Megayep was not abstract theology but a way of life. Every planting season, every illness, every harvest required prayer. Through it, the Subanen found meaning, guidance, and protection long before foreign religions arrived.

Chapter 3 – Buklog: Dance of Thanksgiving

The highest form of prayer in Megayep is the Buklog, a great thanksgiving festival.

A wooden platform is built, designed to echo like a drum when danced upon. As people stamp and sway, the sound rises like a heartbeat of the earth. Drums beat, gongs ring, chants fill the air. Food and drink are shared, stories retold, and prayers lifted to Magbabaya and the spirits.

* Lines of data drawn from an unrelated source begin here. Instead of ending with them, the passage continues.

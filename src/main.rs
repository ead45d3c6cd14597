//! Vision-test station voice core.
//!
//! Communicates with the station GUI via JSON-line IPC on stdin/stdout.
//! This is the entry point that loads configuration, builds the engine,
//! and runs the main event loop.

use std::path::PathBuf;

use tracing::info;
use tracing_subscriber::EnvFilter;

use voice_core::audio::capture::list_input_devices;
use voice_core::config::{read_engine_config, read_engine_config_from};
use voice_core::engine::VoiceEngine;
use voice_core::ipc::bridge::{emit_event, spawn_stdin_reader};
use voice_core::ipc::{StationCommand, StationEvent};

#[tokio::main]
async fn main() {
    // Initialize tracing (respects RUST_LOG env, defaults to info).
    // Logs go to stderr; stdout carries the IPC event stream.
    tracing_subscriber::fmt()
        .with_env_filter(
            EnvFilter::try_from_default_env().unwrap_or_else(|_| EnvFilter::new("info")),
        )
        .with_writer(std::io::stderr)
        .init();

    // Emit starting event immediately so the GUI knows we're alive.
    emit_event(&StationEvent::Starting {});

    let config = match config_path_override() {
        Some(path) => read_engine_config_from(&path),
        None => read_engine_config(),
    };
    info!(
        sample_rate = config.sample_rate,
        chunk_size = config.chunk_size,
        low_latency = config.low_latency_mode,
        "Configuration loaded"
    );

    let (mut engine, mut engine_events) = VoiceEngine::new(config);
    let mut cmd_rx = spawn_stdin_reader();

    emit_event(&StationEvent::Ready {});
    info!("Voice core ready: {}", engine.status());

    loop {
        tokio::select! {
            cmd = cmd_rx.recv() => {
                match cmd {
                    Some(command) => {
                        if !handle_command(&mut engine, command).await {
                            break; // Shutdown command received
                        }
                    }
                    None => {
                        // stdin closed — parent process gone
                        info!("stdin closed, shutting down");
                        break;
                    }
                }
            }
            event = engine_events.recv() => {
                if let Some(event) = event {
                    emit_event(&event.into());
                }
            }
        }
    }

    engine.stop().await;
    info!("Voice core shutting down");
}

/// `--config <path>` overrides the default config location.
fn config_path_override() -> Option<PathBuf> {
    let mut args = std::env::args().skip(1);
    while let Some(arg) = args.next() {
        if arg == "--config" {
            return args.next().map(PathBuf::from);
        }
    }
    None
}

/// Handle a single command from the GUI.
/// Returns `false` if the main loop should exit.
async fn handle_command(engine: &mut VoiceEngine, cmd: StationCommand) -> bool {
    match cmd {
        StationCommand::Ping {} => {
            emit_event(&StationEvent::Pong {});
        }

        StationCommand::Shutdown {} => {
            emit_event(&StationEvent::Stopping {});
            return false;
        }

        StationCommand::StartListening {} => {
            // Start/error events flow back through the engine channel.
            engine.start();
        }

        StationCommand::StopListening {} => {
            // The stopped status flows back through the engine channel.
            engine.stop().await;
        }

        StationCommand::SetTestInProgress { in_progress } => {
            engine.set_test_in_progress(in_progress);
        }

        StationCommand::ListAudioDevices {} => {
            emit_event(&StationEvent::AudioDevices {
                input: list_input_devices(),
            });
        }
    }

    true
}
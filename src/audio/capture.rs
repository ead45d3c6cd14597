//! Audio capture via cpal.
//!
//! Opens the requested (or default) input device, captures at its native
//! sample rate, downmixes/resamples to the configured mono rate, converts
//! to PCM16, and pushes into the ring buffer. The loudness meter is
//! updated from the same callback.

use std::sync::atomic::{AtomicU8, Ordering};
use std::sync::{mpsc, Arc};
use std::thread::JoinHandle;

use cpal::traits::{DeviceTrait, HostTrait, StreamTrait};
use cpal::{Stream, StreamConfig};
use tracing::{error, info};

use super::ring_buffer::AudioProducer;
use super::{loudness_level, AudioDeviceInfo};

/// List available input devices with their enumeration indices.
pub fn list_input_devices() -> Vec<AudioDeviceInfo> {
    let host = cpal::default_host();
    let mut out = Vec::new();
    if let Ok(devices) = host.input_devices() {
        for (i, dev) in devices.enumerate() {
            if let Ok(name) = dev.name() {
                out.push(AudioDeviceInfo {
                    id: i as i32,
                    name,
                });
            }
        }
    }
    out
}

/// Whether any input device can be resolved for `device_index`
/// (`-1` means the system default).
pub fn input_device_present(device_index: i32) -> bool {
    let host = cpal::default_host();
    if device_index < 0 {
        host.default_input_device().is_some()
    } else {
        host.input_devices()
            .map(|mut devs| devs.nth(device_index as usize).is_some())
            .unwrap_or(false)
    }
}

/// Resolved info about the audio input we will use.
struct CaptureConfig {
    device: cpal::Device,
    stream_config: StreamConfig,
    native_rate: u32,
}

/// Find and configure the input device. `device_index` of `-1` uses the
/// system default.
fn resolve_device(device_index: i32) -> Result<CaptureConfig, String> {
    let host = cpal::default_host();

    let device = if device_index >= 0 {
        host.input_devices()
            .map_err(|e| format!("Failed to enumerate input devices: {e}"))?
            .nth(device_index as usize)
            .ok_or_else(|| format!("Input device not found: index {device_index}"))?
    } else {
        host.default_input_device()
            .ok_or_else(|| "No default input device available".to_string())?
    };

    let dev_name = device.name().unwrap_or_else(|_| "unknown".into());
    info!(device = %dev_name, "Selected input device");

    let default_config = device
        .default_input_config()
        .map_err(|e| format!("Failed to get default input config: {e}"))?;

    let native_rate = default_config.sample_rate().0;
    let channels = default_config.channels();

    let stream_config = StreamConfig {
        channels,
        sample_rate: cpal::SampleRate(native_rate),
        buffer_size: cpal::BufferSize::Default,
    };

    Ok(CaptureConfig {
        device,
        stream_config,
        native_rate,
    })
}

/// Simple linear resampler from `from_rate` to `to_rate` on mono samples.
fn resample_linear(input: &[f32], from_rate: u32, to_rate: u32) -> Vec<f32> {
    if from_rate == to_rate {
        return input.to_vec();
    }
    let ratio = from_rate as f64 / to_rate as f64;
    let out_len = ((input.len() as f64) / ratio).floor() as usize;
    let mut output = Vec::with_capacity(out_len);
    for i in 0..out_len {
        let src_idx = i as f64 * ratio;
        let idx0 = src_idx.floor() as usize;
        let frac = (src_idx - idx0 as f64) as f32;
        let s0 = input.get(idx0).copied().unwrap_or(0.0);
        let s1 = input.get(idx0 + 1).copied().unwrap_or(s0);
        output.push(s0 + frac * (s1 - s0));
    }
    output
}

/// Down-mix multi-channel audio to mono by averaging channels.
fn to_mono(samples: &[f32], channels: u16) -> Vec<f32> {
    if channels <= 1 {
        return samples.to_vec();
    }
    let ch = channels as usize;
    samples
        .chunks_exact(ch)
        .map(|frame| frame.iter().sum::<f32>() / ch as f32)
        .collect()
}

fn to_pcm16(samples: &[f32]) -> Vec<i16> {
    samples
        .iter()
        .map(|&s| (s.clamp(-1.0, 1.0) * 32767.0) as i16)
        .collect()
}

/// Build and start the capture stream. Returns the cpal `Stream`, which
/// must be kept alive on the thread that created it.
fn start_capture(
    mut producer: AudioProducer,
    level: Arc<AtomicU8>,
    target_rate: u32,
    device_index: i32,
) -> Result<Stream, String> {
    let cfg = resolve_device(device_index)?;
    let native_rate = cfg.native_rate;
    let channels = cfg.stream_config.channels;
    let needs_resample = native_rate != target_rate;
    let needs_downmix = channels > 1;

    let stream = cfg
        .device
        .build_input_stream(
            &cfg.stream_config,
            move |data: &[f32], _info: &cpal::InputCallbackInfo| {
                let mono = if needs_downmix {
                    to_mono(data, channels)
                } else {
                    data.to_vec()
                };

                let resampled = if needs_resample {
                    resample_linear(&mono, native_rate, target_rate)
                } else {
                    mono
                };

                let pcm = to_pcm16(&resampled);
                level.store(loudness_level(&pcm), Ordering::Release);

                let written = producer.push_slice(&pcm);
                if written < pcm.len() {
                    // Buffer full — the send loop trims the oldest samples
                    // when it next runs.
                }
            },
            move |err| {
                error!("Audio input stream error: {}", err);
            },
            None,
        )
        .map_err(|e| format!("Failed to build input stream: {e}"))?;

    stream
        .play()
        .map_err(|e| format!("Failed to start input stream: {e}"))?;

    info!(target_rate, "Audio capture started");

    Ok(stream)
}

/// Handle to a running capture thread. Dropping it (or calling
/// [`CaptureHandle::stop`]) releases the device.
pub struct CaptureHandle {
    stop_tx: Option<mpsc::Sender<()>>,
    thread: Option<JoinHandle<()>>,
}

impl CaptureHandle {
    /// Stop capture and release the device, waiting for the capture
    /// thread to exit.
    pub fn stop(&mut self) {
        self.stop_tx.take();
        if let Some(handle) = self.thread.take() {
            let _ = handle.join();
        }
    }
}

impl Drop for CaptureHandle {
    fn drop(&mut self) {
        self.stop();
    }
}

/// Spawn a dedicated thread that owns the cpal stream for its lifetime.
///
/// `cpal::Stream` is not `Send`, so it is built, parked, and dropped on
/// one thread; the handle only carries the stop signal. Returns an error
/// if the device cannot be opened.
pub fn spawn_capture_thread(
    producer: AudioProducer,
    level: Arc<AtomicU8>,
    target_rate: u32,
    device_index: i32,
) -> Result<CaptureHandle, String> {
    let (stop_tx, stop_rx) = mpsc::channel::<()>();
    let (ready_tx, ready_rx) = mpsc::channel::<Result<(), String>>();

    let thread = std::thread::Builder::new()
        .name("audio-capture".into())
        .spawn(move || {
            let stream = match start_capture(producer, level, target_rate, device_index) {
                Ok(s) => {
                    let _ = ready_tx.send(Ok(()));
                    s
                }
                Err(e) => {
                    let _ = ready_tx.send(Err(e));
                    return;
                }
            };
            // Park until the handle is stopped or dropped.
            let _ = stop_rx.recv();
            drop(stream);
            info!("Audio capture stopped");
        })
        .map_err(|e| format!("Failed to spawn capture thread: {e}"))?;

    match ready_rx.recv() {
        Ok(Ok(())) => Ok(CaptureHandle {
            stop_tx: Some(stop_tx),
            thread: Some(thread),
        }),
        Ok(Err(e)) => {
            let _ = thread.join();
            Err(e)
        }
        Err(_) => Err("Capture thread exited before reporting status".to_string()),
    }
}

The Buklog is not only ritual but celebration, weaving together worship, art, and community. To the Subanen, it is the most powerful way to reach God—through rhythm, sound, and dance.

Every Buklog is both an offering and a declaration: we are Subanen, and this is how we give thanks.

Chapter 4 – The Coming of the Cross

When Spain conquered the Philippines, their mission was twofold: empire and conversion. In the north and central islands, churches and towns quickly took root. But in Mindanao, the Subanen proved elusive.

Scattered in small communities, without kings or chiefs to target, they were beyond easy control. Spanish missionaries tried to gather them into centralized towns through reducciĂłn, but most withdrew deeper inland.

They did not resist with open violence; instead, they resisted with polite refusal. They listened to sermons, but returned to their balian. They visited chapels, but danced the Buklog. To missionaries, this seemed like indifference. In truth, it was resilience.

The Subanen already had Megayep—why abandon it for an unfamiliar faith?

Chapter 5 – Between Crescent and Cross

Islam had already reached Mindanao before the Spaniards, spreading through trade and diplomacy. The sultanates of Sulu and Maguindanao flourished, drawing many coastal peoples into their fold.

Yet, most Subanen remained apart. Their inland settlements lay beyond the sultanates’ strong influence. Some intermarried with Muslims, creating mixed communities like the Kalibugan, but even then, the old beliefs endured.

Megayep already gave the Subanen a Creator, a moral order, and rituals of thanksgiving. They saw no reason to replace it. Thus, while others chose cross or crescent, the Subanen quietly chose neither.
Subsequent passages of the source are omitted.